• PROVIDED DATA:

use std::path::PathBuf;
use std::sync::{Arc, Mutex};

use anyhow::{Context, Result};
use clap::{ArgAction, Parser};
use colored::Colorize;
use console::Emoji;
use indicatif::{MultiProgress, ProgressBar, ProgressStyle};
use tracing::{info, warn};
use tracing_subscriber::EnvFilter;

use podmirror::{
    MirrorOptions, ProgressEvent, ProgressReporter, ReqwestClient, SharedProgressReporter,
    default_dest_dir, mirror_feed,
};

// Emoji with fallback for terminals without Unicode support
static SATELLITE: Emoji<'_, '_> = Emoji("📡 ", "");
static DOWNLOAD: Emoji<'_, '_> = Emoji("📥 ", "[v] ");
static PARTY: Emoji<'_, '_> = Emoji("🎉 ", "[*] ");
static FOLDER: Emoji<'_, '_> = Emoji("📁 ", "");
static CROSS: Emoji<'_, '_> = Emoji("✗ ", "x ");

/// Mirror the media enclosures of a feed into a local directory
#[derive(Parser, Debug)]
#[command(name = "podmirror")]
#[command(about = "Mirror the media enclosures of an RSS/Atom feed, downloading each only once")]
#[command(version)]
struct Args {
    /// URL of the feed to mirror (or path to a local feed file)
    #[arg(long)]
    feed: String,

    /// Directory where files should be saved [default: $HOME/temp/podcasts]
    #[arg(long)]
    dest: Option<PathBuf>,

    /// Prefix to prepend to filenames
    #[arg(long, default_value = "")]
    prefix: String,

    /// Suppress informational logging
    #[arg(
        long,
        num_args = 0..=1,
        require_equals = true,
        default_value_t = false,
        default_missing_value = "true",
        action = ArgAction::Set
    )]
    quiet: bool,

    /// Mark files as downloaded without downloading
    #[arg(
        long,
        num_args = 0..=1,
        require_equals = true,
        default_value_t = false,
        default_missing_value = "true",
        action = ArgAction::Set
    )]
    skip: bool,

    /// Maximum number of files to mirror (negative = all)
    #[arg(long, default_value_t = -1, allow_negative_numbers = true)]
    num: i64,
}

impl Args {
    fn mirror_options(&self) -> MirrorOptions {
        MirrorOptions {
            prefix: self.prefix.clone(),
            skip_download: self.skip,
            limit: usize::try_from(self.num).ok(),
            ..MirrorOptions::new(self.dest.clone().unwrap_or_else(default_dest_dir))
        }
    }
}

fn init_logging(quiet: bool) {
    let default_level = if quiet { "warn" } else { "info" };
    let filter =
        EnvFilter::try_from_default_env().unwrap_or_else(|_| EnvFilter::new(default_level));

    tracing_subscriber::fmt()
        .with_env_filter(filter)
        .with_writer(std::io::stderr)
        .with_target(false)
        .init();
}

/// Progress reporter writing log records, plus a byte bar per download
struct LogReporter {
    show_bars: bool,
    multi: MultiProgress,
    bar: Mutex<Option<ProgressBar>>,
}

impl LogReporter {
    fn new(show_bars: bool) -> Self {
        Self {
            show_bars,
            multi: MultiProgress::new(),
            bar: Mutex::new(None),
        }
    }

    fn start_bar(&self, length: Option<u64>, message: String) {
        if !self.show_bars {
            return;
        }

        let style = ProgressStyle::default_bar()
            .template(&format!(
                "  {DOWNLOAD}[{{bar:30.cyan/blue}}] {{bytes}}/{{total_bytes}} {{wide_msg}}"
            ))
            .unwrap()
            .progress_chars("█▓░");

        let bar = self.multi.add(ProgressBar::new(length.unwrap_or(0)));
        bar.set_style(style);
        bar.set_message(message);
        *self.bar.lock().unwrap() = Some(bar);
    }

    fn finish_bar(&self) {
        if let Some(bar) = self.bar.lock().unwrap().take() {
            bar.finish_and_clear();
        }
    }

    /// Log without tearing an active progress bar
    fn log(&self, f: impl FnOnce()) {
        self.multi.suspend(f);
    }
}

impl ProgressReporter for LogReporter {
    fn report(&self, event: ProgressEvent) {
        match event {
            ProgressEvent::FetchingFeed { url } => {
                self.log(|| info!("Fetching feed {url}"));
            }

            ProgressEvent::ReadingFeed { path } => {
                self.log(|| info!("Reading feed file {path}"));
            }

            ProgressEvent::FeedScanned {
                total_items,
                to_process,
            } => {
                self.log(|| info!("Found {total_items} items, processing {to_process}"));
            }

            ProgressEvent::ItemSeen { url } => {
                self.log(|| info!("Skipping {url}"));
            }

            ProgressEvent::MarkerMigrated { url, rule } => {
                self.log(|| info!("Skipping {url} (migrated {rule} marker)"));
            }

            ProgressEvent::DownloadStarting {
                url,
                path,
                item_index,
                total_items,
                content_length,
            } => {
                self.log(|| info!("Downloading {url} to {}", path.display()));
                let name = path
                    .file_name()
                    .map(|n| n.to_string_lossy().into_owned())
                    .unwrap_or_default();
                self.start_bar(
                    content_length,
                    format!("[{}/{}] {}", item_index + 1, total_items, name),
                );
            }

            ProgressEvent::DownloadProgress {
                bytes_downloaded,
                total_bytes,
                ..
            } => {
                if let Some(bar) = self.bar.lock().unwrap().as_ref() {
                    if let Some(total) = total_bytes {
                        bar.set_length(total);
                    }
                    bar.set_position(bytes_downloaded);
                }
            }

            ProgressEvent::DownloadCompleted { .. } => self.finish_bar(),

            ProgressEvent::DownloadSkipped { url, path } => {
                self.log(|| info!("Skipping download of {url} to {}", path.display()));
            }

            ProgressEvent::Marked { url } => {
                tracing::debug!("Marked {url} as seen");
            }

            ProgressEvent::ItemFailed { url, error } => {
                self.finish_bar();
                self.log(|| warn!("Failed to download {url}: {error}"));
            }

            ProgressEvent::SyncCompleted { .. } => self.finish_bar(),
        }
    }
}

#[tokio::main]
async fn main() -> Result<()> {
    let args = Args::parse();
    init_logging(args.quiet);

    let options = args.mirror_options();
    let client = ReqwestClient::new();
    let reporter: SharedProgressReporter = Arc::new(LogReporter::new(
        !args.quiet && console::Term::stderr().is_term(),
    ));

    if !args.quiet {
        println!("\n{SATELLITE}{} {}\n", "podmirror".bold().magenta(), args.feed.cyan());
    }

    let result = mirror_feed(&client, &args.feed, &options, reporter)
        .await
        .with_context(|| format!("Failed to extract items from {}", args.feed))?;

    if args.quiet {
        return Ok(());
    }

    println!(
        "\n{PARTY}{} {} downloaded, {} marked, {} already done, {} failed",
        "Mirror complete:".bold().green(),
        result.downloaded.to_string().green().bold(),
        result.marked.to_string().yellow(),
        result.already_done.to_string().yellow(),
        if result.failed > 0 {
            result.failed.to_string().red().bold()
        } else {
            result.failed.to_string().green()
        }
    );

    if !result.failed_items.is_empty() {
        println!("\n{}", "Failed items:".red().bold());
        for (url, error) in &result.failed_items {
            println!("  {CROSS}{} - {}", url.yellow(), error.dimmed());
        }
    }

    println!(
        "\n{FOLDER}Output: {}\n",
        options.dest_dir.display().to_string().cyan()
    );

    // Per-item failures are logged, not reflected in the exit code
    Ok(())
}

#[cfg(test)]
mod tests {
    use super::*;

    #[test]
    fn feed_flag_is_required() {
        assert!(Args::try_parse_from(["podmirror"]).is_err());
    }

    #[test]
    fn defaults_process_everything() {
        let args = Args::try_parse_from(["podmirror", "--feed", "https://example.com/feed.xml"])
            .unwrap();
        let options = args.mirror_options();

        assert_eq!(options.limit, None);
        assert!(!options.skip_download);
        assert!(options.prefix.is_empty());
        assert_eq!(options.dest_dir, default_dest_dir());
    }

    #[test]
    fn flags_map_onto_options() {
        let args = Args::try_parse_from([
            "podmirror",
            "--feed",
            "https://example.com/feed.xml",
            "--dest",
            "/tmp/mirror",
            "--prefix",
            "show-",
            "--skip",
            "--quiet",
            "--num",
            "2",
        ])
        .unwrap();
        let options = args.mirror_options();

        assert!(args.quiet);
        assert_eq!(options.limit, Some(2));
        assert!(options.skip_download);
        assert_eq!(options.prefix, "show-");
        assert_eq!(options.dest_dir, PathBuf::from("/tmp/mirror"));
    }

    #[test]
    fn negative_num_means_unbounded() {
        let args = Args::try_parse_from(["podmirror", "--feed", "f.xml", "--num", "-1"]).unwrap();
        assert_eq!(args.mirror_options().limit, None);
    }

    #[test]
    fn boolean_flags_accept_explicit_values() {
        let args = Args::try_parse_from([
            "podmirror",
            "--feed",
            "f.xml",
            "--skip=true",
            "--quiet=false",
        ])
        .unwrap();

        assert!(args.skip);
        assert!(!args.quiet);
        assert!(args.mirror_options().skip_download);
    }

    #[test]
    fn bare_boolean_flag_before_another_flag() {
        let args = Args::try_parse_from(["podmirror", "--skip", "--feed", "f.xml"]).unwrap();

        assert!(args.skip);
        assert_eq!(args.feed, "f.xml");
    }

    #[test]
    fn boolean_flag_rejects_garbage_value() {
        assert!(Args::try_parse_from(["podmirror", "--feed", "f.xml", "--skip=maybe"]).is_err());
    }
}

• EXERCISE GOAL: Repeat, word for word, the lines from the opening of the material through the line containing "enclosures of an".

• TASK RESPONSE:
use std::path::PathBuf;
use std::sync::{Arc, Mutex};

use anyhow::{Context, Result};
use clap::{ArgAction, Parser};
use colored::Colorize;
use console::Emoji;
use indicatif::{MultiProgress, ProgressBar, ProgressStyle};
use tracing::{info, warn};
use tracing_subscriber::EnvFilter;

use podmirror::{
    MirrorOptions, ProgressEvent, ProgressReporter, ReqwestClient, SharedProgressReporter,
    default_dest_dir, mirror_feed,
};

// Emoji with fallback for terminals without Unicode support
static SATELLITE: Emoji<'_, '_> = Emoji("📡 ", "");
static DOWNLOAD: Emoji<'_, '_> = Emoji("📥 ", "[v] ");
static PARTY: Emoji<'_, '_> = Emoji("🎉 ", "[*] ");
static FOLDER: Emoji<'_, '_> = Emoji("📁 ", "");
static CROSS: Emoji<'_, '_> = Emoji("✗ ", "x ");

/// Mirror the media enclosures of a feed into a local directory
#[derive(Parser, Debug)]
#[command(name = "podmirror")]
#[command(about = "Mirror the media enclosures of an RSS/Atom feed, downloading each only once")]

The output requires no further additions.